A loose basis of fellowship is convenient, and easily becomes popular with inexperienced believers, or obtuse believers of long standing. It is agreeable to human feeling, but it is out of harmony with the apostolic standard which demands "the whole counsel of God" and the "unity of the Faith."
The loose basis admits of a larger cooperation with men, and a little more of the friendship of this world than is possible with those who accept the stranger-ship-with-God with the Truth always brings with it where it is earnestly and fully received. Of course, it is defended as a scriptural thing. No man would admit his way to be unscriptural, but it may be very unscriptural for all that.

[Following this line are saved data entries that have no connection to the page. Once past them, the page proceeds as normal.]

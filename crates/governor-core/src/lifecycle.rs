//! Lifecycle events reported by storage when a tracked entity is saved.

use serde::{Deserialize, Serialize};

/// Why an entity was written.
#[derive(Debug, Clone, Copy, PartialEq, Eq, Hash, Serialize, Deserialize)]
pub enum LifecycleEvent {
    /// First successful insert of a new entity; its identity is assigned.
    Created,
    /// Save of an entity that already existed.
    Updated,
    /// Raw load from a fixture or backup; not a genuine creation.
    Restored,
}

impl LifecycleEvent {
    /// Only genuine creations trigger grant materialization.
    pub fn is_genuine_creation(self) -> bool {
        matches!(self, LifecycleEvent::Created)
    }
}
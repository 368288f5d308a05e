//! Error types for Governor.

use governor_core::{CoreError, Direction, FormatError, PermissionName};
use governor_store::StoreError;
use thiserror::Error;

/// Errors that can occur while resolving eligibility or materializing grants.
#[derive(Debug, Error)]
pub enum GovernorError {
    /// Malformed permission reference or invalid role registration.
    #[error(transparent)]
    Core(#[from] CoreError),

    /// Storage error; a failed grant batch has been rolled back.
    #[error("storage error: {0}")]
    Store(#[from] StoreError),

    /// A well-formed permission reference that matches no stored permission.
    #[error("permission not found: {0}")]
    PermissionNotFound(PermissionName),

    /// A role failed while computing eligibility.
    #[error("role {role} failed in {direction} for {permission}: {source}")]
    Role {
        role: &'static str,
        direction: Direction,
        permission: PermissionName,
        #[source]
        source: anyhow::Error,
    },

    /// Invalid configuration.
    #[error("invalid configuration: {0}")]
    Config(String),
}

impl GovernorError {
    /// True for malformed permission references.
    pub fn is_format_error(&self) -> bool {
        matches!(self, GovernorError::Core(e) if e.is_format_error())
    }

    /// True when a permission reference did not resolve.
    pub fn is_lookup_error(&self) -> bool {
        matches!(self, GovernorError::PermissionNotFound(_))
    }
}

impl From<FormatError> for GovernorError {
    fn from(e: FormatError) -> Self {
        GovernorError::Core(CoreError::Format(e))
    }
}

impl From<serde_json::Error> for GovernorError {
    fn from(e: serde_json::Error) -> Self {
        GovernorError::Config(e.to_string())
    }
}

/// Result type for Governor operations.
pub type Result<T> = std::result::Result<T, GovernorError>;
//! A small documents domain used to exercise roles end to end.
//!
//! Documents have an author, an optional assigned reviewer and a team. Teams
//! have reviewers of their own, and some users review everything.

use std::collections::{BTreeMap, BTreeSet};
use std::sync::{RwLock, RwLockReadGuard, RwLockWriteGuard};

use anyhow::anyhow;
use governor_core::{GroupId, ObjectId, ObjectType, UserId};

/// Object type of [`Document`] records.
pub fn document_type() -> ObjectType {
    ObjectType::new("docs", "document")
}

/// A team owning documents.
#[derive(Debug, Clone, Copy, PartialEq, Eq, PartialOrd, Ord, Hash)]
pub struct TeamId(pub i64);

#[derive(Debug, Clone, PartialEq, Eq)]
pub struct Document {
    pub author: UserId,
    pub reviewer: Option<UserId>,
    pub team: TeamId,
}

#[derive(Debug, Default)]
struct DocsState {
    documents: BTreeMap<ObjectId, Document>,
    team_reviewers: BTreeMap<TeamId, BTreeSet<UserId>>,
    global_reviewers: BTreeSet<UserId>,
    groups: BTreeMap<GroupId, String>,
    members: BTreeSet<(GroupId, UserId)>,
}

/// The documents domain model roles are evaluated against.
#[derive(Debug, Default)]
pub struct DocsDomain {
    state: RwLock<DocsState>,
}

impl DocsDomain {
    pub fn new() -> Self {
        Self::default()
    }

    fn read(&self) -> anyhow::Result<RwLockReadGuard<'_, DocsState>> {
        self.state
            .read()
            .map_err(|_| anyhow!("documents domain lock poisoned"))
    }

    fn write(&self) -> anyhow::Result<RwLockWriteGuard<'_, DocsState>> {
        self.state
            .write()
            .map_err(|_| anyhow!("documents domain lock poisoned"))
    }

    pub fn add_document(&self, id: impl Into<ObjectId>, document: Document) -> anyhow::Result<()> {
        self.write()?.documents.insert(id.into(), document);
        Ok(())
    }

    pub fn add_team_reviewer(&self, team: TeamId, user: UserId) -> anyhow::Result<()> {
        self.write()?
            .team_reviewers
            .entry(team)
            .or_default()
            .insert(user);
        Ok(())
    }

    /// Mark `user` as a reviewer of every document.
    pub fn add_global_reviewer(&self, user: UserId) -> anyhow::Result<()> {
        self.write()?.global_reviewers.insert(user);
        Ok(())
    }

    pub fn add_group(&self, id: GroupId, name: impl Into<String>) -> anyhow::Result<()> {
        self.write()?.groups.insert(id, name.into());
        Ok(())
    }

    pub fn add_member(&self, group: GroupId, user: UserId) -> anyhow::Result<()> {
        self.write()?.members.insert((group, user));
        Ok(())
    }

    pub fn document(&self, id: ObjectId) -> anyhow::Result<Document> {
        self.read()?
            .documents
            .get(&id)
            .cloned()
            .ok_or_else(|| anyhow!("unknown document {}", id))
    }

    pub fn document_ids(&self) -> anyhow::Result<Vec<ObjectId>> {
        Ok(self.read()?.documents.keys().copied().collect())
    }

    /// Reviewers of every document plus the reviewers of `team`.
    pub fn reviewers_of(&self, team: TeamId) -> anyhow::Result<BTreeSet<UserId>> {
        let state = self.read()?;
        let mut reviewers = state.global_reviewers.clone();
        if let Some(team) = state.team_reviewers.get(&team) {
            reviewers.extend(team.iter().copied());
        }
        Ok(reviewers)
    }

    pub fn is_global_reviewer(&self, user: UserId) -> anyhow::Result<bool> {
        Ok(self.read()?.global_reviewers.contains(&user))
    }

    /// Groups with the given name.
    pub fn groups_named(&self, name: &str) -> anyhow::Result<Vec<GroupId>> {
        Ok(self
            .read()?
            .groups
            .iter()
            .filter(|(_, n)| n.as_str() == name)
            .map(|(id, _)| *id)
            .collect())
    }

    pub fn group_name(&self, group: GroupId) -> anyhow::Result<Option<String>> {
        Ok(self.read()?.groups.get(&group).cloned())
    }

    /// Whether `user` belongs to a group called `name`.
    pub fn is_member_of(&self, user: UserId, name: &str) -> anyhow::Result<bool> {
        let state = self.read()?;
        Ok(state.members.iter().any(|(group, member)| {
            *member == user && state.groups.get(group).map(String::as_str) == Some(name)
        }))
    }
}
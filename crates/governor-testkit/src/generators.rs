//! Proptest strategies for documents scenarios.

use proptest::prelude::*;

use crate::domain::{Document, TeamId};
use governor_core::UserId;

/// Parameters for a randomly generated document.
#[derive(Debug, Clone)]
pub struct DocumentParams {
    pub author: i64,
    pub reviewer: Option<i64>,
    pub team: i64,
}

impl DocumentParams {
    pub fn document(&self) -> Document {
        Document {
            author: UserId(self.author),
            reviewer: self.reviewer.map(UserId),
            team: TeamId(self.team),
        }
    }
}

/// A document whose people are drawn from users `1..=users`.
pub fn document_params(users: i64) -> impl Strategy<Value = DocumentParams> {
    (1..=users, proptest::option::of(1..=users), 1..=3i64).prop_map(
        |(author, reviewer, team)| DocumentParams {
            author,
            reviewer,
            team,
        },
    )
}

/// Sets of team reviewers, one per team `1..=3`.
pub fn team_reviewers(users: i64) -> impl Strategy<Value = Vec<Vec<i64>>> {
    proptest::collection::vec(proptest::collection::vec(1..=users, 0..4), 3)
}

A man thinks he takes very scriptural ground when he says he is content with what Paul required: "Jesus Christ and him crucified." This phrase was never intended as an indication of how little of the Truth would do, but as a definition of the whole Truth, in contrast with the wisdom of the Greeks which Paul determinedly ignored in his intercourse with believers.
In every other attempt by the quotation of phrases to excuse a loose and limited basis of fellowship, the same fallacy will be apparent. The Truth is a complete thing. It is made up of coherent parts, and any consent to ignore any of the parts is unfaithfulness to the whole; and must inevitably lead, as it always has, to first the gradual corruption and then the ultimate surrender of the whole. There is no safe, or logical, or scriptural position but that of requiring the whole Truth in its integrity.
Dowieism was welcomed by Renunciationism when Renunciationists broke away from the restraints of the Truth. And Partial Inspirationism is repeating the same evil course. Friends of the Truth have need of the adamant face and brazen forehead enjoined on Ezekiel. It is an unpleasant necessity, but must be accepted if the Truth is not to slide back once more into the slough of worldwide corruption from which it has been fished up and washed in these latter days.
What is the "popery" that some cry out about, but inflexible insistence on the right-with courtesy where possible, but always with inflexibility. Would the outcriers do less than insist on the right?
"Oh no," say they, "but you are not the judge of the right."
Who is? Is it you? Suppose they say, "No one." What then? Is there no right?
"Oh yes," they may say, "but it is for each man to judge for himself."
Very good: "each man"-and we as well? Are we not to judge for ourselves? Must we accept their judgment? Must we make "popes" of them?
Our friends are not reasonable with us. We judge for ourselves alone in all matters of faith and practice. We impose our judgment on no one. If we cannot agree with the critics, we are sorry. If others agree with us, we ask in vain for the one hundreth time, why are we to be charged with this as a crime?
And then this "unrighteous action"-what was it? Merely throwing aside a human arrangement when it no longer answered the divine ends for which we all agreed to it. A ship is good when she is sound. But if she gets scuttled by pirate or mutinous crew, the sane passengers will not be leisurely about getting into the boat.
Our paper Constitution [not the Statement of Faith] was powerless against the organized perfidy of two regularly published papers with a phalanx of secret sympathizers. There was nothing left but to put aside the paper Constitution, which was a human expediency. There was nothing divine in it when it ceased to be useful.
It was necessary to adopt measures that would make manifest to each other those who were sworn to maintain the Oracles of Divine Truth against the secret unfaithfulness that had just become public, and which was carrying all before it like a flood.
Those who could not diagnose the situation were naturally taken by surprise; and putting a bit of this and a bit of that together in an irrelevant manner, they made an evil matter of it. Faithful men enquired, and learned to read the matter correctly, and were glad of an opportunity of showing themselves unambiguously on God's side.
The "unrighteous action" will be seen in a totally different character when things on earth come to be exhibited in a divine light, as they will shortly. What seems "unrighteous action" to men may be, and often is, righteous action in the sight of God. God sees differently from men. Actions prompted with a view to Him have always in the world's history appeared shocking in the eyes of those who cannot rise above the views, impressions and surroundings of the moment. Our appeal is to another day.
Unquestionably, Bro. Roberts' prompt and robust action saved the Truth and the Body at that time from progressive corruption. And let us note well: as he points out, previous erroneous elements that had been separated from were drifting together, and the Partial Inspirationists were already following the same course of loose reunion, creating a "mixed multitude." What unfaithful folly, then, to sweep back in all this "mixed multitude" by a mere majority vote-taking in the noes as well as the yeas. What wonder at the current confusion!